__AIM OF THE EXERCISE__:
Print the first line of the material below and each line after it, exactly as written, ending with the line that contains "use std::sync::Arc;".

__TASK MATERIAL__:
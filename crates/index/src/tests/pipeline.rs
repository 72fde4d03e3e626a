//! Ingestion outcomes: per-record failures, retries and skipping.

use super::{FixtureStore, FlakyStore, WordOverlapEncoder};
use crate::embeddings::EmbeddingConfig;
use crate::ingest::{IngestOptions, IngestPipeline};
use crate::source::{SourceRecord, SourceRow, TsvSource};
use crate::sqlite_store::SqliteStore;
use crate::store::VectorStore;
use crate::types::OnConflict;
use std::sync::Arc;
use std::time::Duration;
use vsearch_core::AppError;

const VOCABULARY: &[&str] = &["alpha", "beta", "gamma", "delta"];

fn sqlite_store(on_conflict: OnConflict) -> Arc<SqliteStore> {
    let config = EmbeddingConfig {
        dimensions: VOCABULARY.len(),
        ..Default::default()
    };
    Arc::new(SqliteStore::open_in_memory(&config, on_conflict).unwrap())
}

fn options(batch_size: usize) -> IngestOptions {
    IngestOptions {
        batch_size,
        store_retries: 3,
        retry_backoff: Duration::from_millis(1),
        skip_unchanged: false,
    }
}

fn records(pairs: &[(&str, &str)]) -> Vec<SourceRecord> {
    pairs
        .iter()
        .map(|(id, text)| SourceRecord::new(*id, *text))
        .collect()
}

#[tokio::test]
async fn test_failing_record_does_not_stop_the_batch() {
    let encoder = Arc::new(WordOverlapEncoder::new(VOCABULARY).failing_on("poison"));
    let store = sqlite_store(OnConflict::Overwrite);
    let pipeline = IngestPipeline::new(encoder, store.clone(), options(2));

    let report = pipeline
        .ingest_records(records(&[
            ("1", "alpha"),
            ("2", "poison beta"),
            ("3", "gamma"),
            ("4", "delta"),
        ]))
        .await
        .unwrap();

    assert_eq!(report.total, 4);
    assert_eq!(report.indexed, 3);
    assert_eq!(report.failures.len(), 1);
    assert!(!report.is_success());

    let failure = &report.failures[0];
    assert_eq!(failure.position, 1);
    assert_eq!(failure.id.as_deref(), Some("2"));
    assert_eq!(failure.kind, "encoding");
    assert!(!failure.retryable);

    assert_eq!(store.len().unwrap(), 3);
    assert!(store.exists("3").unwrap(), "Records after the failure are still stored");
    assert!(!store.exists("2").unwrap());
}

#[tokio::test]
async fn test_batch_failure_falls_back_to_single_records() {
    let encoder = Arc::new(WordOverlapEncoder::new(VOCABULARY).failing_on("poison"));
    let store = sqlite_store(OnConflict::Overwrite);
    let pipeline = IngestPipeline::new(encoder.clone(), store.clone(), options(8));

    let report = pipeline
        .ingest_records(records(&[("a", "alpha"), ("b", "poison"), ("c", "gamma")]))
        .await
        .unwrap();

    // One failed batch call, then three single-record calls
    assert_eq!(encoder.batch_calls(), 4);
    assert_eq!(report.indexed, 2);
    assert_eq!(report.failures.len(), 1);
    assert_eq!(store.len().unwrap(), 2);
}

#[tokio::test]
async fn test_store_unavailable_is_retried() {
    let encoder = Arc::new(WordOverlapEncoder::new(VOCABULARY));
    let store = Arc::new(FlakyStore::new(
        FixtureStore::new(VOCABULARY.len(), Vec::new()),
        2,
    ));
    let pipeline = IngestPipeline::new(encoder, store.clone(), options(4));

    let report = pipeline
        .ingest_records(records(&[("1", "alpha")]))
        .await
        .unwrap();

    assert!(report.is_success());
    assert_eq!(report.indexed, 1);
    assert_eq!(store.put_calls(), 3);
}

#[tokio::test]
async fn test_exhausted_retries_are_reported_as_retryable() {
    let encoder = Arc::new(WordOverlapEncoder::new(VOCABULARY));
    let store = Arc::new(FlakyStore::new(
        FixtureStore::new(VOCABULARY.len(), Vec::new()),
        10,
    ));
    let pipeline = IngestPipeline::new(encoder, store.clone(), options(4));

    let report = pipeline
        .ingest_records(records(&[("1", "alpha"), ("2", "beta")]))
        .await
        .unwrap();

    assert_eq!(report.indexed, 0);
    assert_eq!(report.failures.len(), 2);
    assert!(report.failures.iter().all(|f| f.retryable));
    assert!(report.failures.iter().all(|f| f.kind == "store_unavailable"));
    assert_eq!(store.put_calls(), 6);
}

#[tokio::test]
async fn test_ingest_one_propagates_errors() {
    let encoder = Arc::new(WordOverlapEncoder::new(VOCABULARY).failing_on("poison"));
    let store = sqlite_store(OnConflict::Overwrite);
    let pipeline = IngestPipeline::new(encoder, store.clone(), options(4));

    let ack = pipeline.ingest_one("ok", "alpha").await.unwrap();
    assert!(ack.written);

    let err = pipeline.ingest_one("bad", "poison").await.unwrap_err();
    assert!(matches!(err, AppError::Encoding(_)));

    let err = pipeline.ingest_one("", "alpha").await.unwrap_err();
    assert!(matches!(err, AppError::InvalidRequest(_)));

    assert_eq!(store.len().unwrap(), 1);
}

#[tokio::test]
async fn test_reingest_overwrite_keeps_one_record() {
    let encoder = Arc::new(WordOverlapEncoder::new(VOCABULARY));
    let store = sqlite_store(OnConflict::Overwrite);
    let pipeline = IngestPipeline::new(encoder, store.clone(), options(4));

    pipeline.ingest_one("same", "alpha").await.unwrap();
    pipeline.ingest_one("same", "alpha").await.unwrap();

    assert_eq!(store.len().unwrap(), 1);
}

#[tokio::test]
async fn test_reingest_duplicate_keeps_both_records() {
    let encoder = Arc::new(WordOverlapEncoder::new(VOCABULARY));
    let store = sqlite_store(OnConflict::Duplicate);
    let pipeline = IngestPipeline::new(encoder, store.clone(), options(4));

    pipeline.ingest_one("same", "alpha").await.unwrap();
    pipeline.ingest_one("same", "alpha").await.unwrap();

    assert_eq!(store.len().unwrap(), 2);
    assert!(store.all().unwrap().iter().all(|d| d.id == "same"));
}

#[tokio::test]
async fn test_skip_unchanged_only_skips_identical_text() {
    let encoder = Arc::new(WordOverlapEncoder::new(VOCABULARY));
    let store = sqlite_store(OnConflict::Overwrite);
    let pipeline = IngestPipeline::new(
        encoder.clone(),
        store.clone(),
        IngestOptions {
            skip_unchanged: true,
            ..options(4)
        },
    );

    let first = pipeline
        .ingest_records(records(&[("1", "alpha"), ("2", "beta")]))
        .await
        .unwrap();
    assert_eq!(first.indexed, 2);
    assert_eq!(first.skipped, 0);

    let calls_before = encoder.batch_calls();
    let second = pipeline
        .ingest_records(records(&[("1", "alpha"), ("2", "gamma")]))
        .await
        .unwrap();
    assert_eq!(second.indexed, 1);
    assert_eq!(second.skipped, 1);
    assert_eq!(encoder.batch_calls(), calls_before + 1);

    let docs = store.all().unwrap();
    let two = docs.iter().find(|d| d.id == "2").unwrap();
    assert_eq!(two.text, "gamma");

    let ack = pipeline.ingest_one("1", "alpha").await.unwrap();
    assert!(!ack.written);
}

#[tokio::test]
async fn test_malformed_rows_are_reported_in_order() {
    let encoder = Arc::new(WordOverlapEncoder::new(VOCABULARY));
    let store = sqlite_store(OnConflict::Overwrite);
    let pipeline = IngestPipeline::new(encoder, store.clone(), options(4));

    let data = "id\ttext\n1\talpha\nbroken\n3\tgamma\n";
    let source = TsvSource::from_reader(data.as_bytes(), "id", "text").unwrap();
    let report = pipeline.ingest_batch(source).await.unwrap();

    assert_eq!(report.total, 3);
    assert_eq!(report.indexed, 2);
    assert_eq!(report.failures.len(), 1);
    assert_eq!(report.failures[0].position, 1);
    assert_eq!(report.failures[0].kind, "invalid_request");
    assert_eq!(store.len().unwrap(), 2);
}

#[tokio::test]
async fn test_unreadable_source_is_fatal() {
    let encoder = Arc::new(WordOverlapEncoder::new(VOCABULARY));
    let store = sqlite_store(OnConflict::Overwrite);
    let pipeline = IngestPipeline::new(encoder, store.clone(), options(32));

    let rows = vec![
        Ok(SourceRow::Record(SourceRecord::new("1", "alpha"))),
        Ok(SourceRow::Record(SourceRecord::new("2", "beta"))),
        Err(AppError::Io(std::io::Error::new(
            std::io::ErrorKind::UnexpectedEof,
            "connection reset",
        ))),
        Ok(SourceRow::Record(SourceRecord::new("3", "gamma"))),
    ];

    let err = pipeline.ingest_batch(rows).await.unwrap_err();
    assert!(matches!(err, AppError::Io(_)));

    // Records read before the failure are stored even though the batch was not full
    assert!(store.exists("1").unwrap());
    assert!(store.exists("2").unwrap());
    assert!(!store.exists("3").unwrap(), "Nothing after the failure is read");
}

#[tokio::test]
async fn test_wrong_length_embedding_is_a_record_failure() {
    let encoder = Arc::new(WordOverlapEncoder::new(VOCABULARY).short_on("short"));
    let store = sqlite_store(OnConflict::Overwrite);
    let pipeline = IngestPipeline::new(encoder, store.clone(), options(4));

    let report = pipeline
        .ingest_records(records(&[
            ("1", "alpha"),
            ("2", "short beta"),
            ("3", "gamma"),
        ]))
        .await
        .unwrap();

    assert_eq!(report.total, 3);
    assert_eq!(report.indexed, 2);
    assert_eq!(report.failures.len(), 1);

    let failure = &report.failures[0];
    assert_eq!(failure.position, 1);
    assert_eq!(failure.id.as_deref(), Some("2"));
    assert_eq!(failure.kind, "dimension_mismatch");
    assert!(!failure.retryable);

    assert!(!store.exists("2").unwrap());
    assert!(store.exists("3").unwrap(), "Later records are still ingested");
    assert!(store
        .all()
        .unwrap()
        .iter()
        .all(|d| d.embedding.len() == VOCABULARY.len()));
}
//! Tabular ingestion sources.
//!
//! Reads (id, text) pairs from tab-separated files with a header row.

use std::fs::File;
use std::io::Read;
use std::path::Path;
use vsearch_core::{AppError, AppResult};

/// One (id, text) pair to ingest.
#[derive(Debug, Clone, PartialEq)]
pub struct SourceRecord {
    pub id: String,
    pub text: String,
}

impl SourceRecord {
    pub fn new(id: impl Into<String>, text: impl Into<String>) -> Self {
        Self {
            id: id.into(),
            text: text.into(),
        }
    }
}

/// An item produced by a source.
#[derive(Debug, Clone, PartialEq)]
pub enum SourceRow {
    /// A usable record
    Record(SourceRecord),
    /// A row that could not be turned into a record; ingestion continues
    Malformed {
        line: u64,
        id: Option<String>,
        reason: String,
    },
}

impl From<SourceRecord> for SourceRow {
    fn from(record: SourceRecord) -> Self {
        SourceRow::Record(record)
    }
}

/// Iterator over the rows of a TSV source.
///
/// Yields `Err` only when the source itself can no longer be read; that ends
/// ingestion. Rows with missing values are yielded as `SourceRow::Malformed`.
pub struct TsvSource<R: Read> {
    records: csv::StringRecordsIntoIter<R>,
    id_idx: usize,
    text_idx: usize,
    failed: bool,
}

impl TsvSource<File> {
    /// Open a TSV file whose header names `id_column` and `text_column`.
    pub fn open(path: &Path, id_column: &str, text_column: &str) -> AppResult<Self> {
        let file = File::open(path).map_err(|e| {
            AppError::Io(std::io::Error::new(
                e.kind(),
                format!("Failed to open source {:?}: {}", path, e),
            ))
        })?;
        Self::from_reader(file, id_column, text_column)
    }
}

impl<R: Read> TsvSource<R> {
    pub fn from_reader(reader: R, id_column: &str, text_column: &str) -> AppResult<Self> {
        let mut reader = csv::ReaderBuilder::new()
            .delimiter(b'\t')
            .has_headers(true)
            .flexible(true)
            .from_reader(reader);

        let headers = reader
            .headers()
            .map_err(|e| source_error("Failed to read source header", e))?
            .clone();

        let position = |name: &str| -> AppResult<usize> {
            headers.iter().position(|h| h.trim() == name).ok_or_else(|| {
                AppError::InvalidRequest(format!(
                    "Source has no '{}' column (columns: {})",
                    name,
                    headers.iter().collect::<Vec<_>>().join(", ")
                ))
            })
        };

        let id_idx = position(id_column)?;
        let text_idx = position(text_column)?;

        Ok(Self {
            records: reader.into_records(),
            id_idx,
            text_idx,
            failed: false,
        })
    }
}

impl<R: Read> Iterator for TsvSource<R> {
    type Item = AppResult<SourceRow>;

    fn next(&mut self) -> Option<Self::Item> {
        if self.failed {
            return None;
        }

        let record = match self.records.next()? {
            Ok(record) => record,
            Err(e) if e.is_io_error() => {
                self.failed = true;
                return Some(Err(source_error("Failed to read source", e)));
            }
            Err(e) => {
                let line = e.position().map(|p| p.line()).unwrap_or(0);
                return Some(Ok(SourceRow::Malformed {
                    line,
                    id: None,
                    reason: e.to_string(),
                }));
            }
        };

        let line = record.position().map(|p| p.line()).unwrap_or(0);
        let id = record.get(self.id_idx).map(str::trim).filter(|s| !s.is_empty());
        let text = record.get(self.text_idx);

        let row = match (id, text) {
            (Some(id), Some(text)) => SourceRow::Record(SourceRecord::new(id, text)),
            (None, _) => SourceRow::Malformed {
                line,
                id: None,
                reason: "missing id value".to_string(),
            },
            (Some(id), None) => SourceRow::Malformed {
                line,
                id: Some(id.to_string()),
                reason: "missing text value".to_string(),
            },
        };

        Some(Ok(row))
    }
}

fn source_error(context: &str, err: csv::Error) -> AppError {
    match err.into_kind() {
        csv::ErrorKind::Io(e) => {
            AppError::Io(std::io::Error::new(e.kind(), format!("{}: {}", context, e)))
        }
        other => AppError::Index(format!("{}: {:?}", context, other)),
    }
}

__ANSWER TO THIS TASK__:
filename crates/index/src/tests/pipeline.rs
repository 72fde4d03e3e626a
//! Ingestion outcomes: per-record failures, retries and skipping.

use super::{FixtureStore, FlakyStore, WordOverlapEncoder};
use crate::embeddings::EmbeddingConfig;
use crate::ingest::{IngestOptions, IngestPipeline};
use crate::source::{SourceRecord, SourceRow, TsvSource};
use crate::sqlite_store::SqliteStore;
use crate::store::VectorStore;
use crate::types::OnConflict;
use std::sync::Arc;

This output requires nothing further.